* **Assignment**:
Return every line of the listing, exactly as it reads.

── Dataset content ──

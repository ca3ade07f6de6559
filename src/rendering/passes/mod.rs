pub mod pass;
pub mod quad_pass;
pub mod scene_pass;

───

* **Result for this exercise**:
repository ca3ade07f6de6559
filename src/rendering/passes/mod.rs
pub mod pass;
pub mod quad_pass;
pub mod scene_pass;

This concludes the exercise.